DETAILED DESCRIPTION OF THE INVENTION
[0030] As shown in the drawings for purposes of illustration, the
present invention is embodied in an integrated heater, indicated
generally by reference numeral 10, formed on a wafer 11. As shown
in FIG. 1, the wafer 11 has a substrate 12 of monocrystalline
semiconductor material, for example silicon. The substrate 12 has
been processed using well-known MOSFET manufacturing techniques to
form a source region 14 and a drain region 16 of a MOSFET in the
substrate toward an upper side or surface 18 thereof. A channel
region 20 of the MOSFET is formed in the substrate 12 between the
source and drain regions 14 and 16 to conduct electric current
between the source and drain regions. The channel region 20 has a
resistance R.sub.ON or R.sub.DS, indicated schematically by
resistor symbol, to electric current so as to generate heat,
indicated by arrows 22, when conducting electric current.
[0031] A dielectric layer 24, for example an oxide, is formed on
the upper side of the substrate 12 and extends across the channel
region 20. A gate electrode 26 of the MOSFET is formed on the
dielectric layer 24 above the channel region 20 to control the
current conducted by the channel region. The gate electrode can be
composed of any acceptable material, such as polysilicon, a
polysilicon with a silicide layer thereon, or metal or any other
conductive layer that is compatible with the process of the present
invention. A metal silicide on top of a polysilicon is preferred in
many instances because such a gate has a very low electrical
resistivity with the advantage of a metal top layer for good
thermal conductivity. The process technology and steps for forming
such are well known. The MOSFET can be of any suitable type, such
as LDMOS, VDMOS, etc.
[0032] A lower side or surface 28 of the substrate 12 has a portion
thereof below the channel region 20 (at the back of the wafer 11)
etched away or otherwise removed to reduce the thickness of the
substrate in this area and to form a recess 29 in the substrate.
The recess 29 defines at least in part forms a chamber 30 and
serves as the object to be heated by the heat 22 generated by the
channel region 20. The chamber 30 may be sized and shaped to
receive a substance 32 to which the heat 22 transmitted into the
chamber 30 is transferred. The chamber 30 is positioned close to
the channel region 20 to receive the heat 22 generated by the
channel resistance R.sub.DS when the channel region is conducting
electric current. The substrate 12 is removed when forming the
chamber 30 so as to leave only a thin wall portion 34 thereof
remaining below the channel region 20 in order to have the heat
source (i.e., the channel region) close to the substance 32 to be
heated.
[0033] The lower side 28 of the substrate 12 has dielectric layer
36 formed thereon, such as by deposition or by being grown thereon.

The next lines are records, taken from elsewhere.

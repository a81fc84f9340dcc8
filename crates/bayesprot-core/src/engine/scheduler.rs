//! Message scheduling policies for loopy belief propagation.
//!
//! Schedulers only decide *which* edge is recomputed next; they know nothing
//! about factors or messages. An edge is queued at most once; re-queueing an
//! already pending edge keeps the higher priority.

use std::cmp::Ordering;
use std::collections::{BinaryHeap, VecDeque};
use std::str::FromStr;

use crate::engine::errors::InferenceError;
use crate::engine::factor_graph::EdgeIdx;

/// A work queue of directed edges whose messages are due for recomputation.
pub trait MessageScheduler {
    /// Queues `edge`; `priority` is the change that made it due.
    fn push(&mut self, edge: EdgeIdx, priority: f64);
    /// Next edge to recompute, or `None` when every edge has converged.
    fn pop(&mut self) -> Option<EdgeIdx>;
    fn is_empty(&self) -> bool;
    fn len(&self) -> usize;
}

/// Available scheduling policies.
#[derive(Debug, Clone, Copy, PartialEq, Eq, Default)]
#[cfg_attr(feature = "serde", derive(serde::Serialize, serde::Deserialize))]
#[cfg_attr(feature = "serde", serde(rename_all = "snake_case"))]
pub enum SchedulingType {
    /// Largest pending change first.
    #[default]
    Priority,
    /// First queued, first recomputed.
    Fifo,
}

impl SchedulingType {
    /// Fresh scheduler for a graph with `edge_count` directed edges.
    pub fn scheduler(self, edge_count: usize) -> Box<dyn MessageScheduler> {
        match self {
            SchedulingType::Priority => Box::new(PriorityScheduler::new(edge_count)),
            SchedulingType::Fifo => Box::new(FifoScheduler::new(edge_count)),
        }
    }
}

impl FromStr for SchedulingType {
    type Err = InferenceError;

    fn from_str(s: &str) -> Result<Self, Self::Err> {
        match s {
            "priority" => Ok(SchedulingType::Priority),
            "fifo" => Ok(SchedulingType::Fifo),
            "random_spanning_tree" => Err(InferenceError::Configuration(
                "scheduling_type 'random_spanning_tree' is not supported; use 'priority' or 'fifo'"
                    .into(),
            )),
            other => Err(InferenceError::Configuration(format!(
                "unknown scheduling_type '{}'",
                other
            ))),
        }
    }
}

#[derive(Debug, Clone, Copy)]
struct Entry {
    priority: f64,
    edge: EdgeIdx,
}

impl PartialEq for Entry {
    fn eq(&self, other: &Self) -> bool {
        self.cmp(other) == Ordering::Equal
    }
}

impl Eq for Entry {}

impl PartialOrd for Entry {
    fn partial_cmp(&self, other: &Self) -> Option<Ordering> {
        Some(self.cmp(other))
    }
}

impl Ord for Entry {
    // Max-heap on priority; among equal priorities the lowest edge index wins.
    fn cmp(&self, other: &Self) -> Ordering {
        self.priority
            .total_cmp(&other.priority)
            .then_with(|| other.edge.cmp(&self.edge))
    }
}

/// Recomputes the edge with the largest pending change first.
///
/// Superseded heap entries are skipped lazily on pop.
#[derive(Debug)]
pub struct PriorityScheduler {
    heap: BinaryHeap<Entry>,
    pending: Vec<Option<f64>>,
    len: usize,
}

impl PriorityScheduler {
    pub fn new(edge_count: usize) -> Self {
        Self {
            heap: BinaryHeap::with_capacity(edge_count),
            pending: vec![None; edge_count],
            len: 0,
        }
    }
}

impl MessageScheduler for PriorityScheduler {
    fn push(&mut self, edge: EdgeIdx, priority: f64) {
        let slot = &mut self.pending[edge.0 as usize];
        match *slot {
            Some(current) if current >= priority => {}
            Some(_) => {
                *slot = Some(priority);
                self.heap.push(Entry { priority, edge });
            }
            None => {
                *slot = Some(priority);
                self.len += 1;
                self.heap.push(Entry { priority, edge });
            }
        }
    }

    fn pop(&mut self) -> Option<EdgeIdx> {
        while let Some(entry) = self.heap.pop() {
            let slot = &mut self.pending[entry.edge.0 as usize];
            if *slot == Some(entry.priority) {
                *slot = None;
                self.len -= 1;
                return Some(entry.edge);
            }
        }
        None
    }

    fn is_empty(&self) -> bool {
        self.len == 0
    }

    fn len(&self) -> usize {
        self.len
    }
}

/// Recomputes edges in the order they became due.
#[derive(Debug)]
pub struct FifoScheduler {
    queue: VecDeque<EdgeIdx>,
    queued: Vec<bool>,
}

impl FifoScheduler {
    pub fn new(edge_count: usize) -> Self {
        Self {
            queue: VecDeque::with_capacity(edge_count),
            queued: vec![false; edge_count],
        }
    }
}

impl MessageScheduler for FifoScheduler {
    fn push(&mut self, edge: EdgeIdx, _priority: f64) {
        let queued = &mut self.queued[edge.0 as usize];
        if !*queued {
            *queued = true;
            self.queue.push_back(edge);
        }
    }

    fn pop(&mut self) -> Option<EdgeIdx> {
        let edge = self.queue.pop_front()?;
        self.queued[edge.0 as usize] = false;
        Some(edge)
    }

    fn is_empty(&self) -> bool {
        self.queue.is_empty()
    }

    fn len(&self) -> usize {
        self.queue.len()
    }
}

#[cfg(test)]
mod tests {
    use super::*;

    #[test]
    fn priority_pops_largest_change_first() {
        let mut scheduler = PriorityScheduler::new(4);
        scheduler.push(EdgeIdx(0), 0.1);
        scheduler.push(EdgeIdx(1), 0.7);
        scheduler.push(EdgeIdx(2), 0.3);
        assert_eq!(scheduler.len(), 3);
        assert_eq!(scheduler.pop(), Some(EdgeIdx(1)));
        assert_eq!(scheduler.pop(), Some(EdgeIdx(2)));
        assert_eq!(scheduler.pop(), Some(EdgeIdx(0)));
        assert_eq!(scheduler.pop(), None);
        assert!(scheduler.is_empty());
    }

    #[test]
    fn priority_ties_break_by_lowest_edge() {
        let mut scheduler = PriorityScheduler::new(4);
        for edge in [3, 1, 2] {
            scheduler.push(EdgeIdx(edge), f64::INFINITY);
        }
        assert_eq!(scheduler.pop(), Some(EdgeIdx(1)));
        assert_eq!(scheduler.pop(), Some(EdgeIdx(2)));
        assert_eq!(scheduler.pop(), Some(EdgeIdx(3)));
    }

    #[test]
    fn priority_requeue_keeps_maximum() {
        let mut scheduler = PriorityScheduler::new(3);
        scheduler.push(EdgeIdx(0), 0.5);
        scheduler.push(EdgeIdx(1), 0.4);
        scheduler.push(EdgeIdx(0), 0.1);
        scheduler.push(EdgeIdx(1), 0.9);
        assert_eq!(scheduler.len(), 2);
        assert_eq!(scheduler.pop(), Some(EdgeIdx(1)));
        assert_eq!(scheduler.pop(), Some(EdgeIdx(0)));
        assert_eq!(scheduler.pop(), None);
    }

    #[test]
    fn fifo_preserves_insertion_order_without_duplicates() {
        let mut scheduler = FifoScheduler::new(4);
        scheduler.push(EdgeIdx(2), 0.1);
        scheduler.push(EdgeIdx(0), 0.9);
        scheduler.push(EdgeIdx(2), 0.5);
        assert_eq!(scheduler.len(), 2);
        assert_eq!(scheduler.pop(), Some(EdgeIdx(2)));
        assert_eq!(scheduler.pop(), Some(EdgeIdx(0)));
        assert!(scheduler.is_empty());
    }

    #[test]
    fn scheduling_type_parsing() {
        assert_eq!("priority".parse::<SchedulingType>().ok(), Some(SchedulingType::Priority));
        assert_eq!("fifo".parse::<SchedulingType>().ok(), Some(SchedulingType::Fifo));
        assert!(matches!(
            "random_spanning_tree".parse::<SchedulingType>(),
            Err(InferenceError::Configuration(_))
        ));
        assert!("lifo".parse::<SchedulingType>().is_err());
    }
}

The dielectric layer 36 lines the portion of the lower side of the
substrate that forms a part of the chamber 30. If the substance 32
to be received in the chamber 30 for heating is a fluid, the
dielectric layer 36 may be selected as a material that provides
protection to the substrate 12 against any harmful effects the
fluid may have on the substrate if direct contact occurred. In the
case of a fluid, the fluid in the chamber 30 can come into direct
contact with the chamber walls and such is desirable to get the
fluid close to the channel region 20 to have improved transfer of
heat to the fluid. The heat 22 is transmitted through the
dielectric layer 36 to the chamber 30 so the dielectric layer is
selected with thermal properties sufficient to transfer the desired
amount of heat. The heater 10 may be used to heat substances other
than fluids, in which case the lower side 28 of the substrate 12
may be used as a heat transfer surface and shaped as appropriate to
contact the object to be heated, whether it be a flat object or a
contoured object, with or without an intervening protective or
other layer or other material.
[0034] As noted, the channel resistance R.sub.DS (i.e.,
source-to-drain resistance) of the channel region 20 generates the
heat 22 and transfers that heat to the chamber 30 where the
substance 32 is at least temporarily located so as to be heated.
The channel region 20 generates the heat 22 when a sufficient
voltage is applied to the gate electrode 26 to cause conduction in
the channel region 20 between the source and drain regions 14 and
16, in a manner conventional with MOSFETs. The amount of heat 22
generated in a particular application can be controlled by the
amount of voltage applied to the gate electrode 26 since the
channel resistance R.sub.DS in a MOSFET is a function of the gate
voltage applied. A power MOSFET transistor can be used to achieve
higher current conduction and an increased heating rating.
[0035] The channel resistance R.sub.DS of the channel region 20 can
be easily selected during fabrication of the MOSFET to produce a
particular resistance value desired for a specific application,
such as by varying the length and/or width of the channel region,
the silicon doping used and/or the design layout so that the
desired power is dissipated through the channel resistance R.sub.DS
when the MOSFET is on. It is noted that more normally doping of the
channel region 20 is done in normal MOSFET production for the
purpose of reducing the channel resistance, however, when the
MOSFET is used as a heater, the doping is conducted to
enhance/increase the resistance of the channel. A particular
channel resistance R.sub.DS is selected such that when the channel
region 20 is conducting electric current, heat above a selected
threshold is generated and transferred to the chamber 30 to heat
the substance 32 in the chamber. The threshold is selected to
supply the amount of heat desired to be transferred to the object
to be heated or necessary to raise the temperature of the object to
be heated or a substance to at least a desired temperature.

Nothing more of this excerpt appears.